Por Jill Kokemuller, actualizado el 24 de marzo de 2022
Tecnologías Hemera/AbleStock.com/Getty Images
Los detectores de temperatura de resistencia (RTD) se basan en el cambio predecible en la resistividad de un metal a medida que varía la temperatura. El platino, con su resistividad alta y estable, es el material elegido por la industria. A medida que aumenta la temperatura, aumenta la resistencia del platino, lo que permite que los RTD traduzcan la temperatura en una señal eléctrica con alta precisión.
Configure su multímetro en la configuración de resistencia (Ω). Mida a través de los terminales RTD. Un RTD típico de 1 Ω a 25 °C debe leer aproximadamente 110 Ω a 25 °C. Es normal que haya ligeras variaciones según la aleación específica o el calibre del cable.
Sumerja el RTD en agua helada y espere unos minutos para alcanzar el equilibrio térmico. La resistencia debería caer a aproximadamente 100 Ω. Una lectura más baja confirma la capacidad de respuesta del sensor a temperaturas más frías.

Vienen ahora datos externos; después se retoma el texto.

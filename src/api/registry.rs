//! Token and pool listing endpoints.

use axum::{extract::State, Json};
use serde::Serialize;

use crate::api::AppState;
use crate::quoting::pool::{known_pools, KnownPool};
use crate::quoting::tokens::{self, Network};

#[derive(Debug, Serialize)]
#[serde(rename_all = "camelCase")]
pub struct TokenEntry {
    pub symbol: String,
    pub coin_type: String,
    pub decimals: u8,
}

#[derive(Debug, Serialize)]
#[serde(rename_all = "camelCase")]
pub struct TokensResponse {
    pub network: Network,
    pub tokens: Vec<TokenEntry>,
}

/// GET /api/tokens - Registered tokens for the active network
pub async fn list_tokens(State(state): State<AppState>) -> Json<TokensResponse> {
    let network = state.engine.network();
    let tokens = tokens::tokens(network)
        .iter()
        .map(|t| TokenEntry {
            symbol: t.symbol.to_string(),
            coin_type: t.coin_type.to_string(),
            decimals: t.decimals,
        })
        .collect();
    Json(TokensResponse { network, tokens })
}

#[derive(Debug, Serialize)]
#[serde(rename_all = "camelCase")]
pub struct PoolsResponse {
    pub network: Network,
    pub pools: Vec<KnownPool>,
}

/// GET /api/pools - Statically configured direct pools
pub async fn list_pools(State(state): State<AppState>) -> Json<PoolsResponse> {
    let network = state.engine.network();
    Json(PoolsResponse {
        network,
        pools: known_pools(network),
    })
}
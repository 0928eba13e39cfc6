//! Market data endpoints.

use axum::{
    extract::{Query, State},
    Json,
};
use serde::Deserialize;

use crate::api::AppState;
use crate::market::{SpotError, SpotPrice};
use crate::types::{ApiError, ApiResult};

#[derive(Debug, Deserialize)]
pub struct SpotQuery {
    pub symbol: String,
}

/// GET /api/market/spot?symbol=SUI - USD spot price, possibly stale-flagged
pub async fn get_spot(
    State(state): State<AppState>,
    Query(query): Query<SpotQuery>,
) -> ApiResult<Json<SpotPrice>> {
    match state.spot.spot(&query.symbol).await {
        Ok(price) => Ok(Json(price)),
        Err(e @ SpotError::UnknownSymbol(_)) => Err(ApiError::BadRequest(e.to_string())),
        Err(e @ SpotError::Unavailable(_)) => Err(ApiError::Upstream(e.to_string())),
    }
}
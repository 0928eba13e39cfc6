//! Swap Router Backend
//!
//! HTTP API server for Sui swap quotes: queries the Cetus aggregator and a
//! direct CLMM pool concurrently, reconciles them into one unified quote,
//! and builds signable transaction plans.

use axum::{routing::get, Router};
use std::net::SocketAddr;
use std::sync::Arc;
use tower_http::cors::{Any, CorsLayer};
use tracing_subscriber::{layer::SubscriberExt, util::SubscriberInitExt};

use swap_router_backend::api;
use swap_router_backend::market::SpotClient;
use swap_router_backend::plan::PlanConfig;
use swap_router_backend::quoting::aggregator::AggregatorClient;
use swap_router_backend::quoting::cache::QuoteCache;
use swap_router_backend::quoting::pool::DirectPoolClient;
use swap_router_backend::quoting::tokens::Network;
use swap_router_backend::quoting::QuoteEngine;

const DEFAULT_SWAP_PACKAGE_ID: &str = "0x0";

#[tokio::main]
async fn main() -> anyhow::Result<()> {
    // Initialize logging
    tracing_subscriber::registry()
        .with(tracing_subscriber::fmt::layer())
        .with(tracing_subscriber::EnvFilter::from_default_env())
        .init();

    // Load environment variables
    dotenvy::dotenv().ok();

    let network = Network::from_env();
    tracing::info!(network = network.as_str(), "starting swap router backend");

    let plan_config = PlanConfig::from_env(DEFAULT_SWAP_PACKAGE_ID);
    if plan_config.partner_id.is_some() {
        tracing::info!("partner referral configured");
    }

    let aggregator = Arc::new(AggregatorClient::from_env());
    let direct = Arc::new(DirectPoolClient::from_env(network));
    let cache = QuoteCache::from_env();
    let engine = Arc::new(QuoteEngine::new(
        network,
        aggregator,
        direct,
        cache,
        plan_config.swap_package_id.clone(),
    ));
    let spot = Arc::new(SpotClient::from_env());

    // Build router
    let app = Router::new()
        .route("/health", get(health_check))
        .nest("/api", api::router(engine, plan_config, spot))
        .layer(
            CorsLayer::new()
                .allow_origin(Any)
                .allow_methods(Any)
                .allow_headers(Any),
        );

    // Start server
    let addr = SocketAddr::from(([0, 0, 0, 0], 3001));
    tracing::info!("Starting server on {}", addr);
    tracing::info!("API endpoints:");
    tracing::info!("  GET  /health                 - Health check");
    tracing::info!("  POST /api/quote              - Reconciled swap quote");
    tracing::info!("  POST /api/quote/cache/clear  - Clear the quote cache");
    tracing::info!("  POST /api/plan               - Build a transaction plan");
    tracing::info!("  GET  /api/tokens             - List registered tokens");
    tracing::info!("  GET  /api/pools              - List known direct pools");
    tracing::info!("  GET  /api/market/spot        - USD spot price (?symbol=)");

    let listener = tokio::net::TcpListener::bind(addr).await?;
    axum::serve(listener, app).await?;
    Ok(())
}

async fn health_check() -> &'static str {
    "ok"
}
//! Spot price collaborator.
//!
//! USD spot prices for the registry symbols, fetched from CoinGecko with a
//! short-TTL cache. Unlike the quote cache this one deliberately serves a
//! stale entry (marked `stale: true`) when a fresh fetch fails and a prior
//! value exists; quotes must never be stale, display prices may be.

use std::collections::HashMap;
use std::time::{Duration, Instant};

use serde::Serialize;
use tokio::sync::RwLock;

const COINGECKO_BASE: &str = "https://api.coingecko.com/api/v3";
const SPOT_CACHE_TTL_MS: u64 = 30_000;
const SPOT_TIMEOUT_MS: u64 = 5_000;

/// Candidate CoinGecko ids per symbol, tried in order. USDC keeps a second
/// id because CoinGecko has renamed it before.
fn coingecko_ids(symbol: &str) -> &'static [&'static str] {
    match symbol.to_uppercase().as_str() {
        "SUI" => &["sui"],
        "CETUS" => &["cetus-protocol"],
        "USDC" | "WUSDC" => &["usdc", "usd-coin"],
        _ => &[],
    }
}

#[derive(Debug, Clone, Serialize)]
pub struct SpotPrice {
    /// USD price
    pub data: f64,
    #[serde(skip_serializing_if = "std::ops::Not::not")]
    pub stale: bool,
}

#[derive(Debug, thiserror::Error)]
pub enum SpotError {
    #[error("unknown symbol: {0}")]
    UnknownSymbol(String),

    #[error("spot price unavailable: {0}")]
    Unavailable(String),
}

struct SpotEntry {
    price: f64,
    fetched: Instant,
}

pub struct SpotClient {
    http: reqwest::Client,
    base_url: String,
    api_key: Option<String>,
    demo_key: Option<String>,
    ttl: Duration,
    cache: RwLock<HashMap<String, SpotEntry>>,
}

impl SpotClient {
    pub fn new(base_url: impl Into<String>) -> Self {
        let http = reqwest::Client::builder()
            .timeout(Duration::from_millis(SPOT_TIMEOUT_MS))
            .build()
            .unwrap_or_default();
        Self {
            http,
            base_url: base_url.into(),
            api_key: None,
            demo_key: None,
            ttl: Duration::from_millis(SPOT_CACHE_TTL_MS),
            cache: RwLock::new(HashMap::new()),
        }
    }

    pub fn from_env() -> Self {
        let base =
            std::env::var("COINGECKO_URL").unwrap_or_else(|_| COINGECKO_BASE.to_string());
        let mut client = Self::new(base);
        client.api_key = std::env::var("COINGECKO_API_KEY").ok().filter(|v| !v.is_empty());
        client.demo_key = std::env::var("COINGECKO_DEMO_KEY").ok().filter(|v| !v.is_empty());
        client
    }

    /// Spot price for a registry symbol. Fresh cache entry first, then a
    /// live fetch trying each candidate id, then stale-with-flag.
    pub async fn spot(&self, symbol: &str) -> Result<SpotPrice, SpotError> {
        let ids = coingecko_ids(symbol);
        if ids.is_empty() {
            return Err(SpotError::UnknownSymbol(symbol.to_string()));
        }
        let key = symbol.to_uppercase();

        {
            let cache = self.cache.read().await;
            if let Some(entry) = cache.get(&key) {
                if entry.fetched.elapsed() < self.ttl {
                    return Ok(SpotPrice {
                        data: entry.price,
                        stale: false,
                    });
                }
            }
        }

        let mut last_error = String::new();
        for id in ids {
            match self.fetch_spot(id).await {
                Ok(price) => {
                    self.cache.write().await.insert(
                        key,
                        SpotEntry {
                            price,
                            fetched: Instant::now(),
                        },
                    );
                    return Ok(SpotPrice {
                        data: price,
                        stale: false,
                    });
                }
                Err(e) => {
                    tracing::debug!(id, error = %e, "spot fetch failed, trying next id");
                    last_error = e;
                }
            }
        }

        // expired entry beats no answer for a display price
        if let Some(entry) = self.cache.read().await.get(&key) {
            tracing::warn!(symbol = %key, "serving stale spot price");
            return Ok(SpotPrice {
                data: entry.price,
                stale: true,
            });
        }

        Err(SpotError::Unavailable(last_error))
    }

    async fn fetch_spot(&self, coin_id: &str) -> Result<f64, String> {
        let url = format!(
            "{}/simple/price?ids={coin_id}&vs_currencies=usd",
            self.base_url.trim_end_matches('/')
        );
        let mut request = self.http.get(&url).header("accept", "application/json");
        if let Some(key) = &self.api_key {
            request = request.header("x-cg-pro-api-key", key);
        }
        if let Some(key) = &self.demo_key {
            request = request.header("x-cg-demo-api-key", key);
        }

        let response = request.send().await.map_err(|e| e.to_string())?;
        let status = response.status();
        if !status.is_success() {
            return Err(format!("status {status} for {coin_id}"));
        }
        let body: serde_json::Value = response.json().await.map_err(|e| e.to_string())?;
        body.get(coin_id)
            .and_then(|v| v.get("usd"))
            .and_then(|v| v.as_f64())
            .ok_or_else(|| format!("no usd price for {coin_id}"))
    }
}
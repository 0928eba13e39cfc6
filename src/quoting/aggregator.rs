//! Route Source A: the multi-hop aggregator router service.
//!
//! Thin HTTP adapter over the router v3 `find_routes` endpoint. Flattens the
//! service's path shapes (flat endpoints or nested hop lists) into
//! [`RouterPath`] records; endpoint validation and ordering belong to the
//! engine, not here.

use std::collections::BTreeMap;
use std::time::Duration;

use async_trait::async_trait;
use primitive_types::U256;
use serde::{Deserialize, Deserializer};

use crate::quoting::types::{RouterData, RouterPath};
use crate::quoting::SourceError;

pub const DEFAULT_AGGREGATOR_URL: &str = "https://api-sui.cetus.zone/router_v3";
pub const DEFAULT_TIMEOUT_MS: u64 = 5_000;

#[async_trait]
pub trait AggregatorSource: Send + Sync {
    /// Find candidate routes for a pair and amount. Zero paths is a valid
    /// response; transport or decode failures are errors.
    async fn find_routes(
        &self,
        from: &str,
        target: &str,
        amount: U256,
        by_amount_in: bool,
    ) -> Result<RouterData, SourceError>;
}

pub struct AggregatorClient {
    http: reqwest::Client,
    endpoint: String,
    timeout_ms: u64,
}

impl AggregatorClient {
    pub fn new(endpoint: impl Into<String>, timeout_ms: u64) -> Self {
        let http = reqwest::Client::builder()
            .timeout(Duration::from_millis(timeout_ms))
            .build()
            .unwrap_or_default();
        Self {
            http,
            endpoint: endpoint.into(),
            timeout_ms,
        }
    }

    pub fn from_env() -> Self {
        let endpoint =
            std::env::var("AGGREGATOR_URL").unwrap_or_else(|_| DEFAULT_AGGREGATOR_URL.to_string());
        let timeout_ms = std::env::var("AGGREGATOR_TIMEOUT_MS")
            .ok()
            .and_then(|v| v.parse().ok())
            .unwrap_or(DEFAULT_TIMEOUT_MS);
        Self::new(endpoint, timeout_ms)
    }
}

#[async_trait]
impl AggregatorSource for AggregatorClient {
    async fn find_routes(
        &self,
        from: &str,
        target: &str,
        amount: U256,
        by_amount_in: bool,
    ) -> Result<RouterData, SourceError> {
        let url = format!("{}/find_routes", self.endpoint.trim_end_matches('/'));
        let response = self
            .http
            .get(&url)
            .query(&[
                ("from", from),
                ("target", target),
                ("amount", &amount.to_string()),
                ("by_amount_in", if by_amount_in { "true" } else { "false" }),
            ])
            .send()
            .await
            .map_err(|e| SourceError::from_reqwest(e, self.timeout_ms))?;

        let status = response.status();
        if !status.is_success() {
            return Err(SourceError::Status(status.as_u16()));
        }

        let body: FindRoutesResponse = response
            .json()
            .await
            .map_err(|e| SourceError::Malformed(e.to_string()))?;

        let router = body.data.ok_or(SourceError::NoRoute)?;
        tracing::debug!(
            paths = router.paths.len(),
            amount_out = %router.amount_out,
            "aggregator returned routes"
        );
        Ok(router.into_router_data(by_amount_in))
    }
}

/// Accept amounts serialized as either decimal strings or JSON numbers
fn amount_field<'de, D: Deserializer<'de>>(deserializer: D) -> Result<U256, D::Error> {
    let value = serde_json::Value::deserialize(deserializer)?;
    let parsed = match &value {
        serde_json::Value::String(s) => U256::from_dec_str(s).ok(),
        serde_json::Value::Number(n) => n.as_u64().map(U256::from),
        _ => None,
    };
    parsed.ok_or_else(|| serde::de::Error::custom(format!("invalid amount: {value}")))
}

fn amount_zero() -> U256 {
    U256::zero()
}

#[derive(Debug, Deserialize)]
struct FindRoutesResponse {
    #[serde(default)]
    data: Option<RouterWire>,
}

#[derive(Debug, Deserialize)]
#[serde(rename_all = "camelCase")]
struct RouterWire {
    #[serde(default, alias = "quoteID")]
    quote_id: Option<String>,
    #[serde(deserialize_with = "amount_field", default = "amount_zero")]
    amount_in: U256,
    #[serde(deserialize_with = "amount_field", default = "amount_zero")]
    amount_out: U256,
    #[serde(default)]
    paths: Vec<PathWire>,
    #[serde(default)]
    insufficient_liquidity: bool,
    #[serde(default)]
    packages: BTreeMap<String, String>,
}

#[derive(Debug, Deserialize)]
#[serde(rename_all = "camelCase")]
struct PathWire {
    #[serde(default)]
    id: Option<String>,
    #[serde(default)]
    provider: Option<String>,
    #[serde(default)]
    from: Option<String>,
    #[serde(default, alias = "to")]
    target: Option<String>,
    #[serde(default)]
    fee_rate: f64,
    #[serde(deserialize_with = "amount_field", default = "amount_zero")]
    amount_in: U256,
    #[serde(deserialize_with = "amount_field", default = "amount_zero")]
    amount_out: U256,
    #[serde(default)]
    direction: Option<bool>,
    #[serde(default)]
    published_at: Option<String>,
    /// Nested hop list for multi-hop paths
    #[serde(default)]
    path: Vec<HopWire>,
}

#[derive(Debug, Deserialize)]
#[serde(rename_all = "camelCase")]
struct HopWire {
    #[serde(default, alias = "coinIn")]
    from: Option<String>,
    #[serde(default, alias = "to", alias = "coinOut")]
    target: Option<String>,
}

impl PathWire {
    /// Endpoints of the path: flat fields first, else the first/last nested
    /// hop. Paths with undeterminable endpoints get empty strings and are
    /// filtered out by the engine.
    fn endpoints(&self) -> (String, String) {
        if let (Some(from), Some(target)) = (&self.from, &self.target) {
            return (from.clone(), target.clone());
        }
        let from = self
            .from
            .clone()
            .or_else(|| self.path.first().and_then(|h| h.from.clone()))
            .unwrap_or_default();
        let target = self
            .target
            .clone()
            .or_else(|| self.path.last().and_then(|h| h.target.clone()))
            .unwrap_or_default();
        (from, target)
    }
}

impl RouterWire {
    fn into_router_data(self, by_amount_in: bool) -> RouterData {
        let paths = self
            .paths
            .into_iter()
            .map(|p| {
                let (from, target) = p.endpoints();
                RouterPath {
                    id: p.id.unwrap_or_default(),
                    provider: p.provider.unwrap_or_else(|| "Cetus Aggregator".to_string()),
                    from,
                    target,
                    fee_rate: p.fee_rate,
                    amount_in: p.amount_in,
                    amount_out: p.amount_out,
                    direction: p.direction,
                    published_at: p.published_at,
                    extended_details: None,
                }
            })
            .collect();

        RouterData {
            quote_id: self.quote_id.unwrap_or_else(|| "aggregator-quote".to_string()),
            amount_in: self.amount_in,
            amount_out: self.amount_out,
            by_amount_in,
            paths,
            insufficient_liquidity: self.insufficient_liquidity,
            packages: self.packages,
        }
    }
}
fn build_route_details(kind: RouteKind, steps: Vec<RouteStep>) -> RouteDetails {
    let mut providers: Vec<String> = Vec::new();
    for step in &steps {
        if !providers.contains(&step.provider) {
            providers.push(step.provider.clone());
        }
    }
    let path_text = steps
        .iter()
        .map(|s| format!("{}->{}", s.from_symbol, s.to_symbol))
        .collect::<Vec<_>>()
        .join(" | ");
    RouteDetails {
        kind,
        hops: steps.len(),
        providers,
        steps,
        path_text,
    }
}
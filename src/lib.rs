//! Swap quote routing backend library.

pub mod api;
pub mod market;
pub mod plan;
pub mod quoting;
pub mod types;
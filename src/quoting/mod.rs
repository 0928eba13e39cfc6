//! Swap quote routing domain.
//!
//! Queries a multi-hop aggregator and a direct CLMM pool concurrently,
//! reconciles their results into one unified quote shape, and caches the
//! outcome. The reconciliation engine lives in [`engine`]; the two route
//! sources are adapters behind traits so they can be mocked in tests.

pub mod aggregator;
pub mod amounts;
pub mod cache;
pub mod curve;
pub mod engine;
pub mod pool;
pub mod tokens;
pub mod types;

pub use engine::{QuoteEngine, QuoteParams};
pub use types::{Quote, QuoteResult};

/// Failure of a single route source. Always recovered locally: it feeds the
/// fallback decision and, at worst, the combined error-quote message. Never
/// surfaced raw to API callers.
#[derive(Debug, thiserror::Error)]
pub enum SourceError {
    #[error("network error: {0}")]
    Network(String),

    #[error("request timed out after {0}ms")]
    Timeout(u64),

    #[error("upstream returned status {0}")]
    Status(u16),

    #[error("malformed upstream response: {0}")]
    Malformed(String),

    #[error("no valid routes for requested pair")]
    NoRoute,

    #[error("no pool available for pair")]
    NoPool,

    #[error("rpc error: {0}")]
    Rpc(String),

    #[error(transparent)]
    Curve(#[from] curve::CurveError),
}

impl SourceError {
    pub(crate) fn from_reqwest(err: reqwest::Error, timeout_ms: u64) -> Self {
        if err.is_timeout() {
            SourceError::Timeout(timeout_ms)
        } else {
            SourceError::Network(err.to_string())
        }
    }
}
//! Atomic-amount parsing, fixed-point formatting and price comparison.
//!
//! All amount arithmetic is big-integer; floats appear only in the
//! display-oriented percentage of a comparison, derived after integer
//! scaling.

use primitive_types::U256;

use crate::quoting::types::{Better, Comparison};

/// Parse a decimal string in a token's atomic unit
pub fn parse_atomic(s: &str) -> Result<U256, String> {
    let trimmed = s.trim();
    if trimmed.is_empty() {
        return Err("amount is empty".to_string());
    }
    U256::from_dec_str(trimmed).map_err(|_| format!("invalid amount: {trimmed}"))
}

/// Render an atomic amount as a fixed-point decimal string via integer
/// division and padding. Trailing zero fraction digits are trimmed, and a
/// fully-zero fraction drops the decimal point entirely ("5.000000" -> "5",
/// never "5.").
pub fn format_units(amount: U256, decimals: u8) -> String {
    if decimals == 0 {
        return amount.to_string();
    }
    let base = U256::from(10u64).pow(U256::from(decimals));
    let whole = amount / base;
    let frac = amount % base;
    if frac.is_zero() {
        return whole.to_string();
    }
    let frac_str = format!("{:0>width$}", frac.to_string(), width = decimals as usize);
    let trimmed = frac_str.trim_end_matches('0');
    if trimmed.is_empty() {
        whole.to_string()
    } else {
        format!("{}.{}", whole, trimmed)
    }
}

/// Compare aggregator output against the direct-pool output. Returns `None`
/// when the direct output is zero (nothing meaningful to compare against).
/// The percentage numerator is scaled by 10000 before division so the
/// comparative magnitude carries no float error; only the final display
/// value is floating-point.
pub fn compute_comparison(aggregator_out: U256, direct_out: U256) -> Option<Comparison> {
    if direct_out.is_zero() {
        return None;
    }

    let (savings_abs, better) = if aggregator_out > direct_out {
        (aggregator_out - direct_out, Better::Aggregator)
    } else if aggregator_out < direct_out {
        (direct_out - aggregator_out, Better::DirectPool)
    } else {
        (U256::zero(), Better::Equal)
    };

    let scaled = savings_abs.saturating_mul(U256::from(10_000u64)) / direct_out;
    let savings_pct = scaled.min(U256::from(u64::MAX)).as_u64() as f64 / 100.0;

    Some(Comparison {
        direct_out,
        aggregator_out,
        savings_abs,
        savings_pct,
        better,
    })
}

/// Serde adapter: U256 amounts as decimal strings on the wire
pub mod serde_atomic {
    use primitive_types::U256;
    use serde::{de, Deserialize, Deserializer, Serializer};

    pub fn serialize<S: Serializer>(value: &U256, serializer: S) -> Result<S::Ok, S::Error> {
        serializer.serialize_str(&value.to_string())
    }

    pub fn deserialize<'de, D: Deserializer<'de>>(deserializer: D) -> Result<U256, D::Error> {
        let s = String::deserialize(deserializer)?;
        U256::from_dec_str(&s).map_err(|_| de::Error::custom(format!("invalid amount: {s}")))
    }
}
//! Shared types and error handling

use axum::{
    http::StatusCode,
    response::{IntoResponse, Response},
    Json,
};
use serde::Serialize;

/// Result type for API handlers
pub type ApiResult<T> = Result<T, ApiError>;

/// API error types. Business-level quote failures are not errors here —
/// they travel as `{error: true}` bodies; these variants cover programmer
/// errors and collaborator endpoints.
#[derive(Debug, thiserror::Error)]
pub enum ApiError {
    #[error("Bad request: {0}")]
    BadRequest(String),

    #[error("Not found: {0}")]
    NotFound(String),

    #[error("Upstream error: {0}")]
    Upstream(String),

    #[error("Internal error: {0}")]
    Internal(String),
}

#[derive(Serialize)]
struct ErrorResponse {
    error: String,
    code: String,
}

impl IntoResponse for ApiError {
    fn into_response(self) -> Response {
        let (status, code) = match &self {
            ApiError::BadRequest(_) => (StatusCode::BAD_REQUEST, "BAD_REQUEST"),
            ApiError::NotFound(_) => (StatusCode::NOT_FOUND, "NOT_FOUND"),
            ApiError::Upstream(_) => (StatusCode::BAD_GATEWAY, "UPSTREAM_ERROR"),
            ApiError::Internal(_) => (StatusCode::INTERNAL_SERVER_ERROR, "INTERNAL_ERROR"),
        };

        let body = Json(ErrorResponse {
            error: self.to_string(),
            code: code.to_string(),
        });

        (status, body).into_response()
    }
}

Después de permitir que el RTD vuelva a la temperatura ambiente, colóquelo en agua hirviendo. La resistencia debe elevarse por encima del valor de 25 °C, normalmente alrededor de 125 Ω para un RTD estándar. Una lectura más alta indica una funcionalidad adecuada.
Relación de resistencia =1 + (α × ΔT). Para un RTD de platino, α ≈ 0,00385Ω/Ω/°C, por lo que R/R₀ =1 + 0,00385×ΔT.